* **Exercise aim**: Copy word for word the lines from the start of the records through the line that contains "async fn send(app: axum::Router, request: Request<Body>)", both included.

* **Provided material**:
*****
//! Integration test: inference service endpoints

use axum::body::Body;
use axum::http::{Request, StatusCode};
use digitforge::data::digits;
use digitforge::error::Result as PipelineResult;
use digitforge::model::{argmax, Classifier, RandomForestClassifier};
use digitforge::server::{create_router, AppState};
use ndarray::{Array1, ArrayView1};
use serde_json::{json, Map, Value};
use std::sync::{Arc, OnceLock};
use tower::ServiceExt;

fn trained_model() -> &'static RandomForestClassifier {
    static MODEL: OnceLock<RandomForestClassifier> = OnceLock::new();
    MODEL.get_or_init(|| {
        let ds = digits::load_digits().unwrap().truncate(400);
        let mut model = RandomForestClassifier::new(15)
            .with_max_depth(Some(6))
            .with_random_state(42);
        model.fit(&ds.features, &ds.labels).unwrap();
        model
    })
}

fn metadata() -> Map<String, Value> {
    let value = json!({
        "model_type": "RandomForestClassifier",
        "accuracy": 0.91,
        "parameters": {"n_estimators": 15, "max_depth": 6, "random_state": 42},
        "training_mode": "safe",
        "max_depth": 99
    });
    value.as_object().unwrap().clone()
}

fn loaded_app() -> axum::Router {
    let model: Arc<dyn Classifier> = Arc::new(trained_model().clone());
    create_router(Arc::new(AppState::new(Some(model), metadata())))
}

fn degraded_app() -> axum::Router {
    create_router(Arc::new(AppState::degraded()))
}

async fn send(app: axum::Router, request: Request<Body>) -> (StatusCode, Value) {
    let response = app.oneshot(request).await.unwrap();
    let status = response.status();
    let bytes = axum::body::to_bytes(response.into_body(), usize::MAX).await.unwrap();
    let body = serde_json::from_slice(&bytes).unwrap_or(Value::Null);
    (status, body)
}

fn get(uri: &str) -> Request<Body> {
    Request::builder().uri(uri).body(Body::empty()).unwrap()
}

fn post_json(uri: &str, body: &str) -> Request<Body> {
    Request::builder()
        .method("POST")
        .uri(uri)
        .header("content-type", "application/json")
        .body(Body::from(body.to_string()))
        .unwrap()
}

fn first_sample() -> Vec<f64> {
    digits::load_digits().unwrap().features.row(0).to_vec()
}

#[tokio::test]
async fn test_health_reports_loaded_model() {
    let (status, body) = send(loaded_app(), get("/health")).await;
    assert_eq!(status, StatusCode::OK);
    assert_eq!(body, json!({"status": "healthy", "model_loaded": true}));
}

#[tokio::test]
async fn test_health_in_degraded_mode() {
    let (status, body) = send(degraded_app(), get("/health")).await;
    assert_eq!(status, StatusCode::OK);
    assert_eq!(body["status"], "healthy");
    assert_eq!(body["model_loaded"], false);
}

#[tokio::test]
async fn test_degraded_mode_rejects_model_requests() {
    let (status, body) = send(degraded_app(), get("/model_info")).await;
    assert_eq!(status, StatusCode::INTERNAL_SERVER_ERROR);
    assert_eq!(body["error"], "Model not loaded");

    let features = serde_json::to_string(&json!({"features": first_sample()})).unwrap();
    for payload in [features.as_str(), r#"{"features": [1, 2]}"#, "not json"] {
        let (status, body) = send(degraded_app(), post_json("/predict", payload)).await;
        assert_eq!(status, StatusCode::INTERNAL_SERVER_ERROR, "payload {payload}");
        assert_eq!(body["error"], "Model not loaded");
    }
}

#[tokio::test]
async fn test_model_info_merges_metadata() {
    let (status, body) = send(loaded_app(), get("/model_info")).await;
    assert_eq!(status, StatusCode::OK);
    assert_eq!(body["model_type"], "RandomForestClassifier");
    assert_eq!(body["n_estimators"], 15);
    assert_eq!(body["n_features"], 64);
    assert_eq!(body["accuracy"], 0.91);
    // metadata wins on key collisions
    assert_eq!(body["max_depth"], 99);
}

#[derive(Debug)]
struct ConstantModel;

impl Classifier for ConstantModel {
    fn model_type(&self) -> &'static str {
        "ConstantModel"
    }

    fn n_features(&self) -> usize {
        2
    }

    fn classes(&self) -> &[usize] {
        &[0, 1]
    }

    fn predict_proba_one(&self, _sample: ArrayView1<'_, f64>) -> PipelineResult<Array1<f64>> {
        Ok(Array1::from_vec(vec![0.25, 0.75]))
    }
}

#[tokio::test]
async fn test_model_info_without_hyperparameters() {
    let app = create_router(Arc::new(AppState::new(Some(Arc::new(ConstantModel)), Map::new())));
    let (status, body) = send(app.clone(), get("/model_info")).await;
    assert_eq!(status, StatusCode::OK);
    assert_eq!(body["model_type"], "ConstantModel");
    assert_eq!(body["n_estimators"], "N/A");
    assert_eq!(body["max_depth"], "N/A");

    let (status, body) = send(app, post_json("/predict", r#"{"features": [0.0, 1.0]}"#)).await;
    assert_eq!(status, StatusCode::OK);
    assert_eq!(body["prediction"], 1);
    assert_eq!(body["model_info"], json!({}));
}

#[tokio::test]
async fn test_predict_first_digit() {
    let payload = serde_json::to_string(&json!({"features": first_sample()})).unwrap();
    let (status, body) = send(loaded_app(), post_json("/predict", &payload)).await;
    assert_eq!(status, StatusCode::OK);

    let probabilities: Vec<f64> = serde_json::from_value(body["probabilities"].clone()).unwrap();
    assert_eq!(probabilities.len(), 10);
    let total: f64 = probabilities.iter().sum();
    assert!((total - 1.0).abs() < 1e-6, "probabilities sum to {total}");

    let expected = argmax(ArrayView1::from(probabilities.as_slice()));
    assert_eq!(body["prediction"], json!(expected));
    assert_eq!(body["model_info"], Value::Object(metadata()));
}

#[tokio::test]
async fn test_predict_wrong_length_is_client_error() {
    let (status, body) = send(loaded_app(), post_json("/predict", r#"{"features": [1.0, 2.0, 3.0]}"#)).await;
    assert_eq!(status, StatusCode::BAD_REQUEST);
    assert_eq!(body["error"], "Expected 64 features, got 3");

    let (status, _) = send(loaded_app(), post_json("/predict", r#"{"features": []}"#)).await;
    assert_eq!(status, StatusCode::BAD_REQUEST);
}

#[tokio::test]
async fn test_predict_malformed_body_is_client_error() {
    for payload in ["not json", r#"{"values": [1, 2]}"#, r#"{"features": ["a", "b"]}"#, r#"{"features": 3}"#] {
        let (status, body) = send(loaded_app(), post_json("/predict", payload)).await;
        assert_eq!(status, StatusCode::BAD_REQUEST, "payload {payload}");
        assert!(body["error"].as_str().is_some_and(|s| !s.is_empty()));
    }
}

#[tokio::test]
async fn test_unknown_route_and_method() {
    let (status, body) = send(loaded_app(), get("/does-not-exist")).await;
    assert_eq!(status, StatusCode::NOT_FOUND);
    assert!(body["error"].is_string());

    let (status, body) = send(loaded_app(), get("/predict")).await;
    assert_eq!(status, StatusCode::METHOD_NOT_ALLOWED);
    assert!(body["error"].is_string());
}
*****
* **Task result**:
//! Integration test: inference service endpoints

use axum::body::Body;
use axum::http::{Request, StatusCode};
use digitforge::data::digits;
use digitforge::error::Result as PipelineResult;
use digitforge::model::{argmax, Classifier, RandomForestClassifier};
use digitforge::server::{create_router, AppState};
use ndarray::{Array1, ArrayView1};
use serde_json::{json, Map, Value};
use std::sync::{Arc, OnceLock};
use tower::ServiceExt;

fn trained_model() -> &'static RandomForestClassifier {
    static MODEL: OnceLock<RandomForestClassifier> = OnceLock::new();
    MODEL.get_or_init(|| {
        let ds = digits::load_digits().unwrap().truncate(400);
        let mut model = RandomForestClassifier::new(15)
            .with_max_depth(Some(6))
            .with_random_state(42);
        model.fit(&ds.features, &ds.labels).unwrap();
        model
    })
}

fn metadata() -> Map<String, Value> {
    let value = json!({
        "model_type": "RandomForestClassifier",
        "accuracy": 0.91,
        "parameters": {"n_estimators": 15, "max_depth": 6, "random_state": 42},
        "training_mode": "safe",
        "max_depth": 99
    });
    value.as_object().unwrap().clone()
}

fn loaded_app() -> axum::Router {
    let model: Arc<dyn Classifier> = Arc::new(trained_model().clone());
    create_router(Arc::new(AppState::new(Some(model), metadata())))
}

fn degraded_app() -> axum::Router {
    create_router(Arc::new(AppState::degraded()))
}

async fn send(app: axum::Router, request: Request<Body>) -> (StatusCode, Value) {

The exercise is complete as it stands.